Education/Experience:- 5+ years implementing enterprise monitoring/observability for cloud or hybrid environments, including mission-critical applications.
- Demonstrable expertise with at least one tool in each category (or equivalent), including production deployments, advanced configuration, and operational use:
- Application Performance Monitoring (APM): AppDynamics, Dynatrace, or New Relic.
- Experience instrumenting services for business transaction tracing, code-level diagnostics, service maps, and anomaly detection.
- Ability to design APM dashboards and create alert policies with appropriate thresholds and baselines.
- Network Performance Monitoring (NPM) / Digital Experience Monitoring (DEM): Thousand Eyes, NetScout, or Kentik.
- Experience with synthetic tests, path visualization, packet-level analysis, and internet/WAN performance monitoring.
- Ability to configure endpoint agents, BGP/DNS tests, and multi-hop path monitoring for user experience correlation.

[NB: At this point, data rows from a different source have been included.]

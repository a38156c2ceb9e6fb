//! Single-spectrum fitting.
//!
//! [`SpectrumFitter`] runs the parameterization pipeline on one spectrum:
//!
//! 1. robust background fit on log power,
//! 2. peak candidate detection on the flattened spectrum,
//! 3. edge and overlap filtering of the candidates,
//! 4. joint multi-Gaussian refit,
//! 5. background refit on the peak-removed spectrum.
//!
//! [`SpectrumFitter::fit_spectrum`] is the pure core and performs no state
//! mutation; [`SpectrumFitter::fit`] wraps it with the fit state machine.

use ndarray::{Array1, ArrayView1};

use crate::error::{FitStage, Result, SpecParamError};
use crate::models::{gaussian_sum, BackgroundModel};
use crate::model::CurveModel;
use crate::results::{BackgroundParams, FitResults};
use crate::settings::FitSettings;
use crate::spectrum::Spectrum;
use crate::utils::{mean_absolute, r_squared};

mod background;
mod peaks;

/// Lifecycle of a [`SpectrumFitter`].
#[derive(Debug, Clone, Copy, PartialEq, Eq)]
pub enum FitState {
    /// No input has been provided yet.
    Uninitialized,
    /// Input validated, fit not started.
    FreqsSet,
    /// Pipeline running.
    Fitting,
    /// Last fit produced a result.
    Converged,
    /// Last fit failed; no result is available.
    Failed,
}

/// Fits one power spectrum at a time.
#[derive(Debug, Clone)]
pub struct SpectrumFitter {
    settings: FitSettings,
    state: FitState,
    spectrum: Option<Spectrum>,
    results: Option<FitResults>,
}

impl SpectrumFitter {
    /// Create a fitter. Fails with `InvalidSettings` if `settings` do not validate.
    pub fn new(settings: FitSettings) -> Result<Self> {
        settings.validate()?;
        Ok(Self {
            settings,
            state: FitState::Uninitialized,
            spectrum: None,
            results: None,
        })
    }

    pub fn settings(&self) -> &FitSettings {
        &self.settings
    }

    pub fn state(&self) -> FitState {
        self.state
    }

    /// The spectrum of the most recent converged fit.
    pub fn spectrum(&self) -> Option<&Spectrum> {
        self.spectrum.as_ref()
    }

    /// The result of the most recent fit, if it converged.
    pub fn results(&self) -> Option<&FitResults> {
        self.results.as_ref()
    }

    /// Validate the input and fit it, replacing any previous result.
    ///
    /// # Arguments
    ///
    /// * `freqs` - Frequencies in Hz, strictly increasing
    /// * `power` - Linear power values, strictly positive
    /// * `freq_range` - Optional inclusive range to fit
    pub fn fit(
        &mut self,
        freqs: ArrayView1<f64>,
        power: ArrayView1<f64>,
        freq_range: Option<(f64, f64)>,
    ) -> Result<&FitResults> {
        self.results = None;
        self.spectrum = None;
        self.state = FitState::Uninitialized;

        let spectrum = match Spectrum::new(freqs, power, freq_range) {
            Ok(spectrum) => spectrum,
            Err(err) => {
                self.state = FitState::Failed;
                return Err(err);
            }
        };
        self.state = FitState::FreqsSet;

        if let Err(err) = self.check_size(&spectrum) {
            self.state = FitState::Failed;
            return Err(err);
        }

        self.state = FitState::Fitting;
        match self.fit_spectrum(&spectrum) {
            Ok(results) => {
                self.state = FitState::Converged;
                self.spectrum = Some(spectrum);
                Ok(self.results.insert(results))
            }
            Err(err) => {
                self.state = FitState::Failed;
                Err(err)
            }
        }
    }

    /// Full model of the last converged fit in log10 power.
    pub fn model(&self) -> Result<Array1<f64>> {
        match (&self.results, &self.spectrum) {
            (Some(results), Some(spectrum)) => results.model(spectrum.freqs()),
            _ => Err(SpecParamError::InvalidState(
                "no converged fit available".to_string(),
            )),
        }
    }

    fn check_size(&self, spectrum: &Spectrum) -> Result<()> {
        let settings = &self.settings;
        if spectrum.len() < settings.min_spectrum_len() {
            return Err(SpecParamError::InvalidInput(format!(
                "{} samples cannot support {} peaks and {} background parameters (need {})",
                spectrum.len(),
                settings.max_n_peaks,
                settings.n_background_params(),
                settings.min_spectrum_len()
            )));
        }
        Ok(())
    }

    /// Run the pipeline on a validated spectrum without touching fitter state.
    pub fn fit_spectrum(&self, spectrum: &Spectrum) -> Result<FitResults> {
        self.check_size(spectrum)?;
        let settings = &self.settings;

        let freqs = spectrum.freqs();
        let log_power = spectrum.log_power();
        let model = BackgroundModel::new(settings.background_mode);

        let initial = background::robust_background_fit(spectrum, settings)?;
        let flat = log_power - &model.eval(freqs, &initial)?;
        log::debug!("Initial background: {:?}", initial.to_vec());

        let candidates = peaks::detect_candidates(freqs, &flat, spectrum.freq_res(), settings)?;
        let detected = candidates.len();
        let candidates =
            peaks::drop_edge_candidates(candidates, spectrum.freq_range(), settings.edge_threshold);
        let candidates = peaks::drop_overlapping_candidates(candidates, settings.min_peak_separation);
        log::debug!(
            "Detected {} peak candidates, {} after edge and overlap filtering",
            detected,
            candidates.len()
        );

        let peaks = peaks::fit_peaks(freqs, &flat, &candidates, spectrum.freq_range(), settings)?;
        let peak_values: Vec<f64> = peaks.iter().flat_map(|p| p.as_array()).collect();
        let peak_curve = gaussian_sum(freqs, &peak_values)?;

        let peak_removed = log_power - &peak_curve;
        let final_params =
            background::fit_background(&model, freqs, &peak_removed, initial, &settings.solver)
                .map_err(|e| e.at_stage(FitStage::FinalBackground))?;

        let fitted = model.eval(freqs, &final_params)? + &peak_curve;
        let residual = log_power - &fitted;
        let error = mean_absolute(&residual);
        let r_squared = r_squared(&residual, log_power);

        let background =
            BackgroundParams::from_slice(settings.background_mode, &final_params.to_vec());
        log::debug!(
            "Fit converged: {} peaks, error {:.4}, r^2 {:.4}",
            peaks.len(),
            error,
            r_squared
        );

        Ok(FitResults {
            background,
            peaks,
            error,
            r_squared,
        })
    }
}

- Infrastructure Monitoring and Event Management: SolarWinds, Microsoft SCOM, Datadog, or Prometheus/Grafan.
- Experience monitoring servers, containers, network devices, and cloud services; creating availability and capacity dashboards.
- Proficiency with alert routing, de-duplication, and event correlation.
- Strong Azure monitoring experience: Azure Monitor, Log Analytics (KQL), Application Insights, and integration with third-party tools.
- Solid understanding of distributed tracing, metrics, and log aggregation; familiarity with Open Telemetry concepts and data pipelines.
- Scripting/automation skills (PowerShell, Python, or Bash) to automate monitoring configuration, agent deployment, test creation, and reporting.
- Networking fundamentals (DNS, BGP, HTTP, TLS, TCP/IP), CDN concepts, and WAN performance monitoring; ability to correlate app and network telemetry.
- Experience supporting incident response and performance troubleshooting across applications, infrastructure, and network layers.
- Excellent documentation and communication skills; collaborative mindset with engineering, operations, and security stakeholders.
Preferred:- Background in regulated environments (financial services, government, healthcare) with compliance-aware monitoring design.
- Experience with log aggregation and SIEM/SOAR platforms (e.g., Splunk, Elastic) and integration with APM/NPM tools.
- Integration experience with ITSM platforms (e.g., ServiceNow) for incident, change, and problem management workflows.
- Familiarity with infrastructure-as-code (ARM/Bicep/Terraform) and embedding observability into IaC patterns; experience with CI/CD integration.
- Exposure to SRE practices (SLIs/SLOs, error budgets, reliability reviews) and capacity/performance planning.
- Ability to code in one or more of the following languages for instrumentation, custom telemetry, SDK integration, and tooling automation:
- Java: Implementing Open Telemetry SDKs/agents, custom instrumentation, and APM tagging; building synthetic test harnesses.
- .NET (C#): Instrumenting ASP.NET services, configuring APM auto-instrumentation, writing custom exporters and health probes.
- Python: Building automation scripts, collectors/exporters, synthetic tests, and integrating with monitoring APIs and SDKs.